Sobre la desfachatez y la falta de educación democrática del PP no hay que insistir. Pero estas torpezas de Rajoy y Sáenz de Santamaría aluden a un problema mucho más serio: la sustitución de la política y la ley en las sociedades actuales por la manipulación mediática de los instintos de la gente. Se trata de convertir el Estado en un programa de telebasura. El jurista italiano Luigi Ferrajoli denunció en un libro memorable, Poderes salvajes (Trotta, 2013), la sustitución de la democracia constitucional por una muy manipulable democracia plebiscitaria.
Las leyes pertenecen a la ciudadanía. Son las leyes, frente a las fuerzas naturales o militares, las que nos otorgan la condición de ciudadanos y ciudadanas. Y de la ciudadanía depende cambiar las leyes cuando se consideran injustas o no adecuadas a la realidad cambiante de una sociedad. La idea de Constitución como libro abierto, adaptado a las realidades en movimiento de una nación, supone una buena perspectiva democrática. Pero saltarse sin más las leyes a la torera, sin molestarse en cambiarlas, es volver a la ley de la selva, hoy en manos de la especulación mediática y la civilización del espectáculo.

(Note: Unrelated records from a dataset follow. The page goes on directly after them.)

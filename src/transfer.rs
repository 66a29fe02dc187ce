use tokio::sync::mpsc;
use tracing::info;

/// Block size used for binary transfers unless configured otherwise
pub const DEFAULT_BLOCK_SIZE: usize = 8192;

/// Progress snapshot emitted when a transfer crosses a new percentage point
#[derive(Debug, Clone, PartialEq, Eq)]
pub struct ProgressUpdate {
    pub name: String,
    pub bytes_written: u64,
    pub total_size: u64,
    pub percent: u8,
}

/// Receiver of progress notifications
pub trait ProgressSink: Send {
    fn on_progress(&mut self, update: &ProgressUpdate);
}

impl<F> ProgressSink for F
where
    F: FnMut(&ProgressUpdate) + Send,
{
    fn on_progress(&mut self, update: &ProgressUpdate) {
        self(update)
    }
}

/// Discards every notification
#[derive(Debug, Default, Clone, Copy)]
pub struct NoProgress;

impl ProgressSink for NoProgress {
    fn on_progress(&mut self, _update: &ProgressUpdate) {}
}

/// Logs `name @ [NN%]` lines at info level
#[derive(Debug, Default, Clone, Copy)]
pub struct LogProgress;

impl ProgressSink for LogProgress {
    fn on_progress(&mut self, update: &ProgressUpdate) {
        info!("{} @ [{}%]", update.name, update.percent);
    }
}

/// Forwards updates to an async consumer; a closed receiver is ignored.
#[derive(Debug, Clone)]
pub struct ChannelProgress(pub mpsc::UnboundedSender<ProgressUpdate>);

impl ProgressSink for ChannelProgress {
    fn on_progress(&mut self, update: &ProgressUpdate) {
        let _ = self.0.send(update.clone());
    }
}

/// Byte accounting for one file transfer.
///
/// Notifications are throttled to percentage changes, so a transfer emits
/// at most 101 of them however many blocks it is split into.
pub struct TransferProgress<'a> {
    name: String,
    bytes_written: u64,
    total_size: u64,
    last_percent: Option<u8>,
    sink: &'a mut dyn ProgressSink,
}

impl<'a> TransferProgress<'a> {
    pub fn new(name: impl Into<String>, total_size: u64, sink: &'a mut dyn ProgressSink) -> Self {
        Self {
            name: name.into(),
            bytes_written: 0,
            total_size,
            last_percent: None,
            sink,
        }
    }

    /// Account for one block of `len` bytes.
    pub fn record(&mut self, len: usize) {
        self.bytes_written += len as u64;
        let percent = self.percent();
        if self.last_percent != Some(percent) {
            self.last_percent = Some(percent);
            self.sink.on_progress(&ProgressUpdate {
                name: self.name.clone(),
                bytes_written: self.bytes_written,
                total_size: self.total_size,
                percent,
            });
        }
    }

    pub fn percent(&self) -> u8 {
        if self.total_size == 0 {
            return 100;
        }
        let ratio = (self.bytes_written as u128 * 100) / self.total_size as u128;
        ratio.min(100) as u8
    }

    pub fn bytes_written(&self) -> u64 {
        self.bytes_written
    }

    pub fn total_size(&self) -> u64 {
        self.total_size
    }
}

#[cfg(test)]
mod tests {
    use super::*;

    fn collect(total: u64, blocks: &[usize]) -> Vec<u8> {
        let mut seen = Vec::new();
        let mut sink = |u: &ProgressUpdate| seen.push(u.percent);
        {
            let mut progress = TransferProgress::new("file.bin", total, &mut sink);
            for block in blocks {
                progress.record(*block);
            }
        }
        seen
    }

    #[test]
    fn test_emits_only_on_percentage_change() {
        // 1000 blocks of 1 byte over 1000 bytes: one emission per whole percent
        let percents = collect(1000, &[1; 1000]);
        assert_eq!(percents.len(), 101);
        assert_eq!(percents.first(), Some(&0));
        assert_eq!(percents.last(), Some(&100));
        assert!(percents.windows(2).all(|w| w[0] < w[1]));
    }

    #[test]
    fn test_zero_total_is_complete() {
        assert_eq!(collect(0, &[0]), vec![100]);
        assert_eq!(collect(0, &[10, 10]), vec![100]);
    }

    #[test]
    fn test_overshoot_is_capped() {
        let percents = collect(100, &[8192, 8192]);
        assert_eq!(percents, vec![100]);
    }

    #[test]
    fn test_floor_rounding() {
        let percents = collect(3, &[1, 1, 1]);
        assert_eq!(percents, vec![33, 66, 100]);
    }

    #[test]
    fn test_bounded_emissions_for_many_blocks() {
        let percents = collect(1_000_000, &vec![1; 1_000_000]);
        assert!(percents.len() <= 101);
    }

    #[test]
    fn test_channel_sink() {
        let (tx, mut rx) = mpsc::unbounded_channel();
        let mut tx = ChannelProgress(tx);
        {
            let mut progress = TransferProgress::new("a", 2, &mut tx);
            progress.record(1);
            progress.record(1);
        }
        assert_eq!(rx.try_recv().unwrap().percent, 50);
        assert_eq!(rx.try_recv().unwrap().percent, 100);
    }
}
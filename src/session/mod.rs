//! The remote session surface the rest of the crate is written against.
//!
//! The capability set is closed: navigation, tree transfer and the pool only
//! ever reach the server through these methods.

pub mod ftp;
pub mod memory;

use std::io::{ErrorKind, Read};

use crate::error::Result;

pub use ftp::FtpSession;
pub use memory::MemorySession;

/// Per-block hook invoked during binary transfers
pub type BlockCallback<'a> = &'a mut dyn FnMut(&[u8]);

/// The two directory primitives the navigator needs.
pub trait DirectoryOps {
    fn change_directory(&mut self, path: &str) -> Result<()>;
    fn make_directory(&mut self, path: &str) -> Result<()>;
}

/// A single remote file-transfer session.
///
/// Binary transfers take an FTP-style command: `"STOR <name>"` uploads into
/// the current directory, `"RETR <path>"` downloads.
pub trait Session: DirectoryOps + Send {
    fn remove_directory(&mut self, path: &str) -> Result<()>;
    fn delete(&mut self, path: &str) -> Result<()>;
    fn rename(&mut self, from: &str, to: &str) -> Result<()>;
    fn size(&mut self, path: &str) -> Result<u64>;

    fn send_binary(
        &mut self,
        command: &str,
        reader: &mut dyn Read,
        on_block: Option<BlockCallback<'_>>,
    ) -> Result<()>;

    fn receive_binary(&mut self, command: &str, on_block: BlockCallback<'_>) -> Result<()>;

    fn list_names(&mut self, path: &str) -> Result<Vec<String>>;

    /// Invoke `on_line` once per raw `LIST` line.
    fn list_raw(&mut self, path: &str, on_line: &mut dyn FnMut(&str)) -> Result<()>;

    fn present_working_directory(&mut self) -> Result<String>;

    /// Polite disconnect
    fn quit(&mut self) -> Result<()>;

    /// Hard close, used when `quit` fails
    fn close(&mut self) -> Result<()>;
}

/// Split a transfer command into its verb and argument.
pub(crate) fn split_command(command: &str) -> Result<(&str, &str)> {
    command
        .split_once(' ')
        .map(|(verb, arg)| (verb, arg.trim()))
        .filter(|(_, arg)| !arg.is_empty())
        .ok_or_else(|| crate::Error::Validation(format!("Malformed transfer command: {command}")))
}

/// Wraps a reader and reports every chunk it yields.
pub(crate) struct CallbackReader<'r, 'c> {
    inner: &'r mut dyn Read,
    on_block: Option<BlockCallback<'c>>,
}

impl<'r, 'c> CallbackReader<'r, 'c> {
    pub(crate) fn new(inner: &'r mut dyn Read, on_block: Option<BlockCallback<'c>>) -> Self {
        Self { inner, on_block }
    }
}

impl Read for CallbackReader<'_, '_> {
    fn read(&mut self, buf: &mut [u8]) -> std::io::Result<usize> {
        let n = self.inner.read(buf)?;
        if n > 0 {
            if let Some(cb) = self.on_block.as_mut() {
                cb(&buf[..n]);
            }
        }
        Ok(n)
    }
}

/// Read `reader` to the end in chunks of at most `block_size` bytes, handing
/// each chunk to `on_block` as soon as it arrives.
pub(crate) fn forward_blocks(
    reader: &mut dyn Read,
    block_size: usize,
    on_block: BlockCallback<'_>,
) -> std::io::Result<u64> {
    let mut buf = vec![0u8; block_size.max(1)];
    let mut total = 0u64;
    loop {
        let n = match reader.read(&mut buf) {
            Ok(0) => return Ok(total),
            Ok(n) => n,
            Err(e) if e.kind() == ErrorKind::Interrupted => continue,
            Err(e) => return Err(e),
        };
        on_block(&buf[..n]);
        total += n as u64;
    }
}

#[cfg(test)]
mod tests {
    use super::*;

    #[test]
    fn test_split_command() {
        assert_eq!(split_command("STOR a.txt").unwrap(), ("STOR", "a.txt"));
        assert_eq!(
            split_command("RETR dir/multi word.txt").unwrap(),
            ("RETR", "dir/multi word.txt")
        );
        assert!(split_command("STOR").is_err());
        assert!(split_command("STOR   ").is_err());
    }

    #[test]
    fn test_callback_reader_reports_blocks() {
        let data = vec![7u8; 100];
        let mut source = std::io::Cursor::new(data.clone());
        let mut seen = 0usize;
        let mut cb = |block: &[u8]| seen += block.len();
        let mut out = Vec::new();
        {
            let mut reader = CallbackReader::new(&mut source, Some(&mut cb));
            reader.read_to_end(&mut out).unwrap();
        }
        assert_eq!(out, data);
        assert_eq!(seen, 100);
    }

    #[test]
    fn test_forward_blocks_respects_block_size() {
        let data: Vec<u8> = (0..=255u8).cycle().take(1000).collect();
        let mut sizes = Vec::new();
        let mut received = Vec::new();
        let total = forward_blocks(&mut &data[..], 300, &mut |block| {
            sizes.push(block.len());
            received.extend_from_slice(block);
        })
        .unwrap();

        assert_eq!(total, 1000);
        assert_eq!(sizes, vec![300, 300, 300, 100]);
        assert_eq!(received, data);
    }

    #[test]
    fn test_forward_blocks_surfaces_read_errors() {
        struct Broken;
        impl Read for Broken {
            fn read(&mut self, _buf: &mut [u8]) -> std::io::Result<usize> {
                Err(std::io::Error::new(ErrorKind::ConnectionReset, "reset"))
            }
        }
        let mut calls = 0;
        let err = forward_blocks(&mut Broken, 16, &mut |_| calls += 1).unwrap_err();
        assert_eq!(err.kind(), ErrorKind::ConnectionReset);
        assert_eq!(calls, 0);
    }
}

Hemos visto al digno pueblo turco pedir que se reestablezca la pena de muerte. ¿Atraso de los turcos? Pensemos lo que hemos visto también en la Italia de Berlusconi, en la Europa que viola el derecho de asilo en sus fronteras, en la España que aprueba leyes mordaza en nombre de la seguridad y pide mano dura, endurecimiento del código penal, cada vez que un medio se recrea con los detalles de un crimen. El trabajo de los juristas, los sociólogos, los políticos, es decir, la utilidad del saber que da soluciones, queda fuera de juego ante la santa indignación que clama venganza o pide la comunión bajo una idea.
El ciudadano democrático está acostumbrado a explicar estas cosas en la barra de un bar, el asiento de un taxi o, incluso, en los domicilios particulares a la hora de la sobremesa. Pero tener que explicárselo a un presidente de Gobierno o a una vicepresidenta es un triste síntoma de la degradación a la que puede llegar la democracia.

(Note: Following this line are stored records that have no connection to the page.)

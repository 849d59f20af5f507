//! Default module files written into the project root.

use crate::error::{Error, Result};
use log::debug;
use std::fs;
use std::path::{Path, PathBuf};

/// A fixed file written by the generator.
#[derive(Debug, Clone, Copy)]
pub struct Payload {
    pub file_name: &'static str,
    pub content: &'static str,
}

/// The default payload set, in generation order.
pub const DEFAULT_PAYLOADS: [Payload; 4] = [
    Payload { file_name: "service.sh", content: include_str!("../payloads/service.sh") },
    Payload {
        file_name: "post-fs-data.sh",
        content: include_str!("../payloads/post-fs-data.sh"),
    },
    Payload { file_name: "customize.sh", content: include_str!("../payloads/customize.sh") },
    Payload { file_name: "changelog.md", content: include_str!("../payloads/changelog.md") },
];

/// Names of the default payload files.
pub fn payload_names() -> Vec<&'static str> {
    DEFAULT_PAYLOADS.iter().map(|p| p.file_name).collect()
}

/// Writes every default payload into `target_dir`.
///
/// Existing files are overwritten without checking; the content is static so
/// repeated runs converge on the same result.
///
/// # Arguments
/// * `target_dir` - Directory receiving the payload files
///
/// # Returns
/// * `Result<Vec<PathBuf>>` - Paths that were written
///
/// # Errors
/// * `Error::IoError` on the first payload that cannot be written
pub fn generate<P: AsRef<Path>>(target_dir: P) -> Result<Vec<PathBuf>> {
    let target_dir = target_dir.as_ref();
    let mut written = Vec::with_capacity(DEFAULT_PAYLOADS.len());

    for payload in DEFAULT_PAYLOADS {
        let path = target_dir.join(payload.file_name);
        debug!("Writing default file: {}", path.display());
        fs::write(&path, payload.content).map_err(Error::IoError)?;
        written.push(path);
    }

    Ok(written)
}
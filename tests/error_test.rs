use std::io;

use magisk_setup::error::Error;

#[test]
fn test_error_conversion() {
    let io_err = io::Error::new(io::ErrorKind::NotFound, "file not found");
    let err: Error = io_err.into();

    match err {
        Error::IoError(_) => (),
        _ => panic!("Expected IoError variant"),
    }
}

#[test]
fn test_error_display() {
    let err = Error::ConfigError("invalid config".to_string());
    assert_eq!(err.to_string(), "Configuration error: invalid config.");

    let err = Error::InvalidModuleName {
        name: "My Module".to_string(),
        reason: "module name contains a space".to_string(),
    };
    assert_eq!(
        err.to_string(),
        "Invalid module name 'My Module': module name contains a space."
    );

    let err = Error::ProcessError {
        path: "./module.prop".to_string(),
        message: "permission denied".to_string(),
    };
    assert_eq!(err.to_string(), "Error processing file ./module.prop: permission denied.");
}
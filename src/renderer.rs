//! Placeholder substitution for project files.
//! Replaces literal `@(Token)` placeholders with module metadata.
use crate::config::ModuleConfig;
use indexmap::IndexMap;

/// Result of rendering a piece of content.
#[derive(Debug, Clone, PartialEq, Eq)]
pub struct Rendered {
    pub content: String,
    /// Whether at least one placeholder was replaced
    pub modified: bool,
}

/// Trait for content renderers.
pub trait TemplateRenderer {
    /// Renders content, reporting whether anything changed.
    ///
    /// # Arguments
    /// * `content` - Text to render
    ///
    /// # Returns
    /// * `Rendered` - Rendered text and modification flag
    fn render(&self, content: &str) -> Rendered;
}

/// Ordered mapping from placeholder token to its replacement value.
#[derive(Debug, Clone, Default)]
pub struct TokenMap {
    tokens: IndexMap<String, String>,
}

impl TokenMap {
    /// Wraps a placeholder name in the token syntax, e.g. `@(ModuleName)`.
    pub fn token(name: &str) -> String {
        format!("@({})", name)
    }

    /// Appends a token; later insertions are applied after earlier ones.
    pub fn insert<S: Into<String>>(&mut self, name: &str, value: S) {
        self.tokens.insert(Self::token(name), value.into());
    }

    pub fn iter(&self) -> impl Iterator<Item = (&str, &str)> {
        self.tokens.iter().map(|(k, v)| (k.as_str(), v.as_str()))
    }

    pub fn len(&self) -> usize {
        self.tokens.len()
    }

    pub fn is_empty(&self) -> bool {
        self.tokens.is_empty()
    }
}

impl From<&ModuleConfig> for TokenMap {
    fn from(config: &ModuleConfig) -> Self {
        let mut map = TokenMap::default();
        map.insert("ModuleName", &config.name);
        map.insert("ModuleDisplayName", &config.display_name);
        map.insert("ModuleDescription", &config.description);
        map.insert("ModuleVersion", &config.version);
        map.insert("ModuleVersionCode", &config.version_code);
        map.insert("ModuleAuthorName", &config.author);
        map.insert("RepositoryName", &config.repository_name);
        map.insert("RepositoryOwner", &config.repository_owner);
        map
    }
}

/// Renderer performing flat literal token substitution.
///
/// Tokens are applied one after another in map order, each on the output of
/// the previous one. Matching is exact and case-sensitive.
pub struct TokenRenderer {
    tokens: TokenMap,
}

impl TokenRenderer {
    pub fn new(tokens: TokenMap) -> Self {
        Self { tokens }
    }
}

impl TemplateRenderer for TokenRenderer {
    fn render(&self, content: &str) -> Rendered {
        let mut content = content.to_string();
        let mut modified = false;

        for (token, value) in self.tokens.iter() {
            if content.contains(token) {
                content = content.replace(token, value);
                modified = true;
            }
        }

        Rendered { content, modified }
    }
}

La tristeza es otro estado de ánimo frecuente en el ciudadano democrático. Supongo que muchas ciudadanas democráticas se sentirán tristes al ver que hace falta un rey para encargar la formación de Gobierno. Supongo que muchos ciudadanos se sentirán tristes al ver que no se negocian procedimientos democráticos para que se pueda votar en las urnas la articulación territorial de un país. Supongo que muchos ciudadanos y ciudadanas…
Se puede ser republicano, como yo. Se puede incluso no ser independentista y respetar con convencimiento el derecho democrático a la autodeterminación, como yo. Pero el camino para conseguir una República o la libertad de decisión no es cancelar la democracia constitucional, sino hacer política para cambiar las leyes que ya no nos parecen legítimas. Uno puede obedecer a sus sentimientos en el ámbito privado y vivir de acuerdo con ellos. Pero invadir con sentimientos personales el ámbito público deteriora la democracia y sólo sirve para añadir confusión, paralizar posibles soluciones y provocar malas salidas. Se suele pasar de lo malo a lo peor.
Y una última cosa: permitir que el PP de Rajoy gobierne de nuevo supone una renuncia a la política del Parlamento español. Un pueblo que admite convivir con la corrupción en grado tan espectacular es un magnífico ejemplo de sociedad en la que los instintos bajos han invadido el ámbito público.
El asombro es el estado de ánimo más lógico del ciudadano democrático español. Mariano Rajoy, candidato del PP y presidente en funciones del Gobierno de España, aceptó el encargo del rey de formar Gobierno y, al mismo tiempo, dejó abierta la posibilidad de no presentarse a una sesión de investidura. Al día siguiente, la vicepresidenta Soraya Sáenz de Santamaría confirmó esa posibilidad y, por si fuese poco el disparate, esgrimió el siguiente argumento: “Antes que la coherencia jurídica están la política y la personal”.